→ **Task goal**
Nothing outside the range below should be printed. Output exactly the lines from the line with "pub mod validate;" to the line with "pub use validate::validate_config;", both included.

→ **Given data**
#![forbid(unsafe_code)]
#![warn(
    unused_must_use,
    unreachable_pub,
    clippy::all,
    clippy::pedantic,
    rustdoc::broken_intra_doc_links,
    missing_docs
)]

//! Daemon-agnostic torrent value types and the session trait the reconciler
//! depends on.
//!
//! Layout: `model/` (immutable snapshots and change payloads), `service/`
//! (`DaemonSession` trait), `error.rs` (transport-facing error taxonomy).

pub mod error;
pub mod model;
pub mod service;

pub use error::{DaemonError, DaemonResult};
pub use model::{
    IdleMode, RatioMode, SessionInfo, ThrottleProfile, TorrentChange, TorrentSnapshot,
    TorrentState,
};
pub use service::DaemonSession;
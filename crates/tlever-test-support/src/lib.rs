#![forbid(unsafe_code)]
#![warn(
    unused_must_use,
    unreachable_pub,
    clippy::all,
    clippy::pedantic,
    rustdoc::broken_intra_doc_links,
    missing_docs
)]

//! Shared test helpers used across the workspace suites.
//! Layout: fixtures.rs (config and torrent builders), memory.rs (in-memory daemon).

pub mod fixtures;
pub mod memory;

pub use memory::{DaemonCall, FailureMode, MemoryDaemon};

* * *

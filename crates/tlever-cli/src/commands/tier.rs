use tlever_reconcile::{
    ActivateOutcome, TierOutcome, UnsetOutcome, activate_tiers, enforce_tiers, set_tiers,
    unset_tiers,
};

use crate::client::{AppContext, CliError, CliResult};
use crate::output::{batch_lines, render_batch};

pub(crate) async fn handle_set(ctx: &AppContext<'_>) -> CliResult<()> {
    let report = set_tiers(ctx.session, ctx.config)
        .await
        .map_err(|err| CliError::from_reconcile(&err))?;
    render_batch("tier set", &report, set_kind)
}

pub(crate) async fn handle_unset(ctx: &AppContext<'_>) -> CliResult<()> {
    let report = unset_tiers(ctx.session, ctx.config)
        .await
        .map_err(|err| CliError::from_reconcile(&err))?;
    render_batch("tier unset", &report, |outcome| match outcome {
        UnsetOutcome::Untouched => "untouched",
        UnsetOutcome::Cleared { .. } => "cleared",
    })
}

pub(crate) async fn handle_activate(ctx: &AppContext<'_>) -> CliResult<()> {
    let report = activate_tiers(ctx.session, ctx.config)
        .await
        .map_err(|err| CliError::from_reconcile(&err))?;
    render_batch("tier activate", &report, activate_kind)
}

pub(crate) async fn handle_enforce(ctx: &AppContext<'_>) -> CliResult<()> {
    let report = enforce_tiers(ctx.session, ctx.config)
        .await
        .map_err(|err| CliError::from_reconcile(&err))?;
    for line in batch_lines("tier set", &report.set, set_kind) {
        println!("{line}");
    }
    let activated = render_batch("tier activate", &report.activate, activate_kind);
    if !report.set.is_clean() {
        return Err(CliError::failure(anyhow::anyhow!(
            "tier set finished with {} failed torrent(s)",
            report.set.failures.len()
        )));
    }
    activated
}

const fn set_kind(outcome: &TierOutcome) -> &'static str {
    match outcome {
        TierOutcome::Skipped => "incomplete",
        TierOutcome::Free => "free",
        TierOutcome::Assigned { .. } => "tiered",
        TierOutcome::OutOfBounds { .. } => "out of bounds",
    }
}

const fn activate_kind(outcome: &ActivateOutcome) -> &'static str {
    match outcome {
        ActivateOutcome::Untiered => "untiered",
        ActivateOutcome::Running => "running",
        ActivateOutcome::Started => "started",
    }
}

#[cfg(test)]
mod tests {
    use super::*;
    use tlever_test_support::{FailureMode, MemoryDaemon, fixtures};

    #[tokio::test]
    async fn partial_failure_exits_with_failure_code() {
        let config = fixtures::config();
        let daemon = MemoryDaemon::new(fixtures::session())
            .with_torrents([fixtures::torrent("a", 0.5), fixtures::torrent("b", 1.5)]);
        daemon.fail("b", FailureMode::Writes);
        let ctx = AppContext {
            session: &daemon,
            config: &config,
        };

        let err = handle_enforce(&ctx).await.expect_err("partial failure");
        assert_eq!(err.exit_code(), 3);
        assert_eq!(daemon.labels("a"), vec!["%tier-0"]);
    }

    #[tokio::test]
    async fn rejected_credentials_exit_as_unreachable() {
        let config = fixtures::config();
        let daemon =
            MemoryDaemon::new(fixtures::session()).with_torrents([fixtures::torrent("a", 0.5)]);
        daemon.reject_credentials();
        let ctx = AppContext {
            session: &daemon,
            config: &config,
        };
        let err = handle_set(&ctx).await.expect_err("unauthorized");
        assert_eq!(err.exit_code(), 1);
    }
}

...

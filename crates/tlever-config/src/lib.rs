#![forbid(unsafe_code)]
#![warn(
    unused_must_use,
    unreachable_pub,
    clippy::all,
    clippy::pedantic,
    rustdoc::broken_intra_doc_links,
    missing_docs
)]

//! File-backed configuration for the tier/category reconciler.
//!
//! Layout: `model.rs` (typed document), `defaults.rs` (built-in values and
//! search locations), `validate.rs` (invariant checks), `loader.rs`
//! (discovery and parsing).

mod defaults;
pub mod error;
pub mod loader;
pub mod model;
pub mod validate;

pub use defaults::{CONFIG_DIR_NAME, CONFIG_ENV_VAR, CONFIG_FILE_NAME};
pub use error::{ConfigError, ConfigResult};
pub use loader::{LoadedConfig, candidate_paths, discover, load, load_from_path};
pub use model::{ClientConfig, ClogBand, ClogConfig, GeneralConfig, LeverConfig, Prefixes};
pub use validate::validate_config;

→ **Solution to this exercise**
pub mod validate;

pub use defaults::{CONFIG_DIR_NAME, CONFIG_ENV_VAR, CONFIG_FILE_NAME};
pub use error::{ConfigError, ConfigResult};
pub use loader::{LoadedConfig, candidate_paths, discover, load, load_from_path};
pub use model::{ClientConfig, ClogBand, ClogConfig, GeneralConfig, LeverConfig, Prefixes};
pub use validate::validate_config;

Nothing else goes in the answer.